*** Begin section ***

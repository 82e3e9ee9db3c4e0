//! In-process index and store implementations.
//!
//! These back the test suites and embedded use without a database. They
//! implement the same traits as the PostgreSQL adapters in `mnemo-db` with
//! the same semantics: per-user isolation, delete-then-add updates, cosine scores,
//! conjunctive prefix keyword matching with native ranks where lower is
//! better.

use std::collections::hash_map::Entry;
use std::collections::HashMap;
use std::sync::Arc;
use std::time::Duration;

use async_trait::async_trait;
use serde_json::Value as JsonValue;
use tokio::sync::RwLock;
use tokio::time::Instant;
use tracing::debug;
use uuid::Uuid;

use mnemo_core::{
    ContentStore, ContentType, Document, DocumentKey, Embedder, Error, IndexStats, IndexVersion,
    KeywordHit, KeywordIndex, Memory, Result, SearchCache, SearchResult, Todo, VectorIndex,
};

use crate::keyword::prefix_terms;

/// Cosine similarity of two vectors; 0.0 when either is zero or the
/// lengths differ.
pub fn cosine_similarity(a: &[f32], b: &[f32]) -> f32 {
    if a.len() != b.len() || a.is_empty() {
        return 0.0;
    }
    let mut dot = 0.0f32;
    let mut norm_a = 0.0f32;
    let mut norm_b = 0.0f32;
    for (x, y) in a.iter().zip(b) {
        dot += x * y;
        norm_a += x * x;
        norm_b += y * y;
    }
    if norm_a == 0.0 || norm_b == 0.0 {
        return 0.0;
    }
    dot / (norm_a.sqrt() * norm_b.sqrt())
}

fn already_indexed(key: &DocumentKey) -> Error {
    Error::Conflict(format!(
        "{} {} is already indexed",
        key.content_type, key.content_id
    ))
}

fn type_allowed(content_types: &[ContentType], content_type: ContentType) -> bool {
    content_types.is_empty() || content_types.contains(&content_type)
}

// =============================================================================
// VECTOR INDEX
// =============================================================================

struct IndexedDocument {
    document: Document,
    vector: Vec<f32>,
}

/// Brute-force cosine index held in memory.
pub struct MemoryVectorIndex {
    embedder: Arc<dyn Embedder>,
    version: IndexVersion,
    entries: RwLock<HashMap<DocumentKey, IndexedDocument>>,
}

*** End section ***

Copy out all the entries shown above, character for character.

Expected answer |
repository 82e3e9ee9db3c4e0
//! In-process index and store implementations.
//!
//! These back the test suites and embedded use without a database. They
//! implement the same traits as the PostgreSQL adapters in `mnemo-db` with
//! the same semantics: per-user isolation, delete-then-add updates, cosine scores,
//! conjunctive prefix keyword matching with native ranks where lower is
//! better.

use std::collections::hash_map::Entry;
use std::collections::HashMap;
use std::sync::Arc;
use std::time::Duration;

use async_trait::async_trait;
use serde_json::Value as JsonValue;
use tokio::sync::RwLock;
use tokio::time::Instant;
use tracing::debug;
use uuid::Uuid;

use mnemo_core::{
    ContentStore, ContentType, Document, DocumentKey, Embedder, Error, IndexStats, IndexVersion,
    KeywordHit, KeywordIndex, Memory, Result, SearchCache, SearchResult, Todo, VectorIndex,
};

use crate::keyword::prefix_terms;

/// Cosine similarity of two vectors; 0.0 when either is zero or the
/// lengths differ.
pub fn cosine_similarity(a: &[f32], b: &[f32]) -> f32 {
    if a.len() != b.len() || a.is_empty() {
        return 0.0;
    }
    let mut dot = 0.0f32;
    let mut norm_a = 0.0f32;
    let mut norm_b = 0.0f32;
    for (x, y) in a.iter().zip(b) {
        dot += x * y;
        norm_a += x * x;
        norm_b += y * y;
    }
    if norm_a == 0.0 || norm_b == 0.0 {
        return 0.0;
    }
    dot / (norm_a.sqrt() * norm_b.sqrt())
}

fn already_indexed(key: &DocumentKey) -> Error {
    Error::Conflict(format!(
        "{} {} is already indexed",
        key.content_type, key.content_id
    ))
}

fn type_allowed(content_types: &[ContentType], content_type: ContentType) -> bool {
    content_types.is_empty() || content_types.contains(&content_type)
}

// =============================================================================
// VECTOR INDEX
// =============================================================================

struct IndexedDocument {
    document: Document,
    vector: Vec<f32>,
}

/// Brute-force cosine index held in memory.
pub struct MemoryVectorIndex {
    embedder: Arc<dyn Embedder>,
    version: IndexVersion,
    entries: RwLock<HashMap<DocumentKey, IndexedDocument>>,
}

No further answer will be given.